§ **YOUR GOAL**:
The lines from the start of the data through the line with "park's areas has" are to be returned verbatim; all later lines are to be omitted.

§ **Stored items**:

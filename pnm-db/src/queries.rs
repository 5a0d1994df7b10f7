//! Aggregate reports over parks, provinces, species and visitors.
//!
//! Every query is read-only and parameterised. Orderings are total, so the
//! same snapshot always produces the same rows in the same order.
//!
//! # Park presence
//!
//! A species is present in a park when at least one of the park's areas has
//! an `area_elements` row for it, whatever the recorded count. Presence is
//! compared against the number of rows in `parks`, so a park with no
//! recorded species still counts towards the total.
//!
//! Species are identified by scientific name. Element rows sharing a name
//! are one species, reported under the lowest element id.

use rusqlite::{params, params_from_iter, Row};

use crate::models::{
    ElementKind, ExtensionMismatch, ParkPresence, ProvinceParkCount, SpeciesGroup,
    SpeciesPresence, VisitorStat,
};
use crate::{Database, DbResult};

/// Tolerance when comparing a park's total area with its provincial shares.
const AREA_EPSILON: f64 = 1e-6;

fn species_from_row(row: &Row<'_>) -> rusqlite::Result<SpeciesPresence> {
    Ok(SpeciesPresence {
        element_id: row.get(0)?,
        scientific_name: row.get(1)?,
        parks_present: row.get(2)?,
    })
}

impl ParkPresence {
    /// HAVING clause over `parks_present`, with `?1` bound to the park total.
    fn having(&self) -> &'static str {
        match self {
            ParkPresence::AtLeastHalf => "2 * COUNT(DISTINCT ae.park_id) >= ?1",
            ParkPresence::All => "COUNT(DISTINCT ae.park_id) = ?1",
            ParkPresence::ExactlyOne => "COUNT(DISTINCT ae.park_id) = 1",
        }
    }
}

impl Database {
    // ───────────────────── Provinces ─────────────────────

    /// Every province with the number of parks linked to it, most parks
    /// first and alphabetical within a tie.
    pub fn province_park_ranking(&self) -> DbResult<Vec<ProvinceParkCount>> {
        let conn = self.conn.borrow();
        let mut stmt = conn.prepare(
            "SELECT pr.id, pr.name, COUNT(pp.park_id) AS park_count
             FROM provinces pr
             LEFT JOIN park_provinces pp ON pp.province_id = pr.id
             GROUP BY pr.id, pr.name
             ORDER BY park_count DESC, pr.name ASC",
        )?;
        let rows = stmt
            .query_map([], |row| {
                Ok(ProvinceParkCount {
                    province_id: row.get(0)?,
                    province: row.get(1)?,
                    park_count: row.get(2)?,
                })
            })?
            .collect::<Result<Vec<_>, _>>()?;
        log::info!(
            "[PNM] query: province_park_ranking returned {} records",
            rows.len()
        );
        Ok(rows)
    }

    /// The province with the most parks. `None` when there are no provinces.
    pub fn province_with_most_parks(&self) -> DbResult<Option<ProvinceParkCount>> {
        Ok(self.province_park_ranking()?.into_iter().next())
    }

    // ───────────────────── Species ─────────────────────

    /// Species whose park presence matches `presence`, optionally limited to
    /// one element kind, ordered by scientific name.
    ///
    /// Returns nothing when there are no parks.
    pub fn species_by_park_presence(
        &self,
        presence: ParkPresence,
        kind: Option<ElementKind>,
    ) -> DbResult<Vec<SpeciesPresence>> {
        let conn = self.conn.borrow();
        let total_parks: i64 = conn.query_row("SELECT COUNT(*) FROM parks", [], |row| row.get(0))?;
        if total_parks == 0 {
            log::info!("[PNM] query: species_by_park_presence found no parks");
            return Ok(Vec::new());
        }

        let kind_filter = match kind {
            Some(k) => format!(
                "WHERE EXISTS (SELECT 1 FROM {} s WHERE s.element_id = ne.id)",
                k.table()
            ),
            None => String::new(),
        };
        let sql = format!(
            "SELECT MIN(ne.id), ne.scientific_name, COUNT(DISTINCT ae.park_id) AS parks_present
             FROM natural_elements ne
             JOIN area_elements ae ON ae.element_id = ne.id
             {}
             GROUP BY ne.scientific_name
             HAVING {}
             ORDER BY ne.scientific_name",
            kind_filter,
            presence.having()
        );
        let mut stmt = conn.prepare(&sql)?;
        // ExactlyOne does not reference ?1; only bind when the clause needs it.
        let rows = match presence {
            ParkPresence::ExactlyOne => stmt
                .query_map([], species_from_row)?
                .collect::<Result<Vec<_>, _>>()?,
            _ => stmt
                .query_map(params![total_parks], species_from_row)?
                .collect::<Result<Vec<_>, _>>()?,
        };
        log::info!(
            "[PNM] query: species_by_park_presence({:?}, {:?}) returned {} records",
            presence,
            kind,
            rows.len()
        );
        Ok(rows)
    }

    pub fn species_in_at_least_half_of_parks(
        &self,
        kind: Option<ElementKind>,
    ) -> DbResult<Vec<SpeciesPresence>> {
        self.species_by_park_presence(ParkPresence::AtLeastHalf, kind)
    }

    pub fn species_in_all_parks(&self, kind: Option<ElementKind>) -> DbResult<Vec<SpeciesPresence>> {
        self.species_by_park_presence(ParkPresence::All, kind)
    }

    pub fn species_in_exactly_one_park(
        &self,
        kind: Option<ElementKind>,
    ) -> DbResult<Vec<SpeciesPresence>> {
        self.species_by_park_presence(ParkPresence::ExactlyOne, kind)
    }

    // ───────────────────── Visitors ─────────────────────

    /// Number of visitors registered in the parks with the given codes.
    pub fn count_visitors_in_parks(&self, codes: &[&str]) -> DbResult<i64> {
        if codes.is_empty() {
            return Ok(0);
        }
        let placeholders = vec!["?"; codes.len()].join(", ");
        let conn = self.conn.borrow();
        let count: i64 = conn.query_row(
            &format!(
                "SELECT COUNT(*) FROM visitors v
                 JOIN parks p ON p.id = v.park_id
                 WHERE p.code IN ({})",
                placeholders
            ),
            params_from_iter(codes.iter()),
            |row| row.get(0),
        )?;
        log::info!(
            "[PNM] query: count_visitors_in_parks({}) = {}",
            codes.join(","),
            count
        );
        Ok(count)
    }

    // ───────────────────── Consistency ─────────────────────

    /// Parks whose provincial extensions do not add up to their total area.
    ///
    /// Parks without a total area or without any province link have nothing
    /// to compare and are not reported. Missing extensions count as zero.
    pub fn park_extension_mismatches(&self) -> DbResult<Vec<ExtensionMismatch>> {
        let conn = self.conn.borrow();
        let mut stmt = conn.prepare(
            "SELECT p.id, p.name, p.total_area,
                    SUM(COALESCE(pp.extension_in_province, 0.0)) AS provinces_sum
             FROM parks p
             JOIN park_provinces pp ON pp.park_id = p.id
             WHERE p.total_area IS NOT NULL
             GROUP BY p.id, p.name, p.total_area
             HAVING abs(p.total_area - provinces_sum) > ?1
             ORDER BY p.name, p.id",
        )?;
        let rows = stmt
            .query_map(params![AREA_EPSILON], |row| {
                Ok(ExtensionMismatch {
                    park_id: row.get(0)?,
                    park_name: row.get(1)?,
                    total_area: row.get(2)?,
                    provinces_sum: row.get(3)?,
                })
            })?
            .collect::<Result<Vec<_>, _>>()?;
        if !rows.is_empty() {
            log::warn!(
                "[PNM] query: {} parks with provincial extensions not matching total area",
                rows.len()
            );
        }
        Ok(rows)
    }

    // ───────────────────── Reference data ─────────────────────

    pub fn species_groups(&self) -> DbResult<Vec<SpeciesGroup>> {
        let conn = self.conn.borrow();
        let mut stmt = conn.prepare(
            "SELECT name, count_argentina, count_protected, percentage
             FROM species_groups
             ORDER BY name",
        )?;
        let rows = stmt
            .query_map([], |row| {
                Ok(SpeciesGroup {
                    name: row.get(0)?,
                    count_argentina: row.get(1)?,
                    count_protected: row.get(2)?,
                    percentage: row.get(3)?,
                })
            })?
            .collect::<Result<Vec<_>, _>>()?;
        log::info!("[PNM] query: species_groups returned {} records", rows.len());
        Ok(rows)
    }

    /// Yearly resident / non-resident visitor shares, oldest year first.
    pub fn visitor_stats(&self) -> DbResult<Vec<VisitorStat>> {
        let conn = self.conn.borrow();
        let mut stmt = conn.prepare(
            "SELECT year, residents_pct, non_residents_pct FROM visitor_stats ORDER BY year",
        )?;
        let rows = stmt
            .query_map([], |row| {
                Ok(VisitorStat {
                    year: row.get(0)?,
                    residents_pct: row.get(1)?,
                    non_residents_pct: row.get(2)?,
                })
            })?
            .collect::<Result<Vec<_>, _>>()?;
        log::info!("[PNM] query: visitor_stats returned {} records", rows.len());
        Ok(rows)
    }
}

§ **TASK RESULT**:
filename pnm-db/src/queries.rs
repository 5a0d1994df7b10f7
//! Aggregate reports over parks, provinces, species and visitors.
//!
//! Every query is read-only and parameterised. Orderings are total, so the
//! same snapshot always produces the same rows in the same order.
//!
//! # Park presence
//!
//! A species is present in a park when at least one of the park's areas has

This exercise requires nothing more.